Although rivals in the cloud, the technology giants find common ground in helping developers dive into the world of deep learning applications
Microsoft and Amazon Web Services (AWS), two major rivals duking it out in the expanding market for cloud computing solutions, have found common ground on building deep learning software.
On Oct. 12, the two technology giants unveiled Gluon, a new open source, deep learning tool that developers can use to build machine learning models with a simple Python API. The companies claim Gluon will speed up the creation of robust neural networks and models, to make it easier for developers to produce more artificial intelligence cloud applications.

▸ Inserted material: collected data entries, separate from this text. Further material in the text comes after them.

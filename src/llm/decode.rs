//! Resilient JSON decoding of chat-completion output.
//!
//! The endpoint is asked for JSON but sometimes wraps it in Markdown fences
//! or surrounds it with prose. Three attempts, strictly in order, first
//! success wins:
//!   1. strict parse of the raw text
//!   2. strip "```json" / "```" markers, trim, strict parse
//!   3. strict parse of the span from the first `{` to the last `}`
//!
//! Step 3 is greedy on purpose: two sibling objects collapse into one span,
//! which normally fails to parse and falls through to the sentinel.

use regex::Regex;
use serde_json::{json, Value};
use std::sync::OnceLock;
use thiserror::Error;

/// Message carried by the sentinel error object.
pub const DECODE_ERROR_MESSAGE: &str = "JSON 解析失败";

/// All three salvage attempts failed.
#[derive(Debug, Clone, PartialEq, Eq, Error)]
#[error("JSON 解析失败")]
pub struct DecodeError {
    /// The original, unmodified model output.
    pub raw_content: String,
}

impl DecodeError {
    pub fn new(raw_content: impl Into<String>) -> Self {
        Self {
            raw_content: raw_content.into(),
        }
    }

    /// `{"error": "JSON 解析失败", "raw_content": <raw>}`
    pub fn to_sentinel(&self) -> Value {
        json!({
            "error": DECODE_ERROR_MESSAGE,
            "raw_content": self.raw_content,
        })
    }
}

/// First `{` to last `}`, newlines included.
fn brace_span() -> &'static Regex {
    static BRACE_SPAN: OnceLock<Regex> = OnceLock::new();
    BRACE_SPAN.get_or_init(|| Regex::new(r"(?s)\{.*\}").expect("static regex"))
}

/// Remove Markdown code-fence markers and surrounding whitespace.
pub fn strip_code_fences(text: &str) -> String {
    text.replace("```json", "").replace("```", "").trim().to_string()
}

/// Decode model output into a JSON value.
pub fn decode(raw: &str) -> Result<Value, DecodeError> {
    if let Ok(value) = serde_json::from_str::<Value>(raw) {
        log::debug!("[DECODE] Direct parse succeeded");
        return Ok(value);
    }

    let stripped = strip_code_fences(raw);
    if let Ok(value) = serde_json::from_str::<Value>(&stripped) {
        log::debug!("[DECODE] Parsed after fence stripping");
        return Ok(value);
    }

    if let Some(span) = brace_span().find(&stripped) {
        if let Ok(value) = serde_json::from_str::<Value>(span.as_str()) {
            log::debug!(
                "[DECODE] Salvaged brace span {}..{} of {} chars",
                span.start(),
                span.end(),
                stripped.len()
            );
            return Ok(value);
        }
    }

    log::warn!(
        "[DECODE] All salvage attempts failed — raw: {}",
        raw.chars().take(200).collect::<String>()
    );
    Err(DecodeError::new(raw))
}

/// Decode, or return the sentinel error object in place of the value.
pub fn decode_or_sentinel(raw: &str) -> Value {
    decode(raw).unwrap_or_else(|e| e.to_sentinel())
}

Gluon fills a gap between powerful deep learning engines with complex code requirements and those that make it easier to build models, but at the expense of training performance. With Gluon, developers use a streamlined programming interface that accelerates the prototyping process along with training methods that barely impact the performance of the underlying deep learning engine.
The Gluon interface unifies the training algorithm and the neural network model, the companies said, allowing developers to take a step-by-step approach to training their models, facilitating the debugging, updating and reuse of neural networks. Benefits also include the ability to spontaneously create neural networks and dynamically adjust their size and shape.
Ultimately, Gluon helps today’s developers jump on the AI bandwagon while capitalizing on their existing skill sets.
“Developers who are new to machine learning will find this interface more familiar to traditional code, since machine learning models can be defined and manipulated just like any other data structure,” blogged Matt Wood, general manager of Deep Learning and AI at AWS. “More seasoned data scientists and researchers will value the ability to build prototypes quickly and utilize dynamic neural network graphs for entirely new model architectures, all without sacrificing training speed, Wood said.”
For Microsoft, Gluon is the latest example of how the company is willing to forge alliances with the competition to help build a more vibrant and potentially lucrative AI software and services ecosystem powered by the cloud.
“We believe it is important for the industry to work together and pool resources to build technology that benefits the broader community. This is why Microsoft has collaborated with AWS to create the Gluon interface and enable an open AI ecosystem where developers have freedom of choice,” remarked Eric Boyd, corporate vice president of Microsoft AI and Research, in an Oct 12 announcement.
Currently, Gluon supports the MXNet deep learning framework from Apache. An upcoming release will support Microsoft Cognitive Toolkit (CNTK).
Microsoft and AWS aren’t the only IT companies that are looking to make deep learning and AI in general, more approachable for software developers. In September, Google released a set of APIs that allows users to create custom visualizations in TensorBoard, a set of generic visualizations included with the TensorFlow machine learning system. Google hopes the new APIs will help developers extend TensorBoard and come up with new and innovative ways of visualizing technical data generated by TensorFlow models.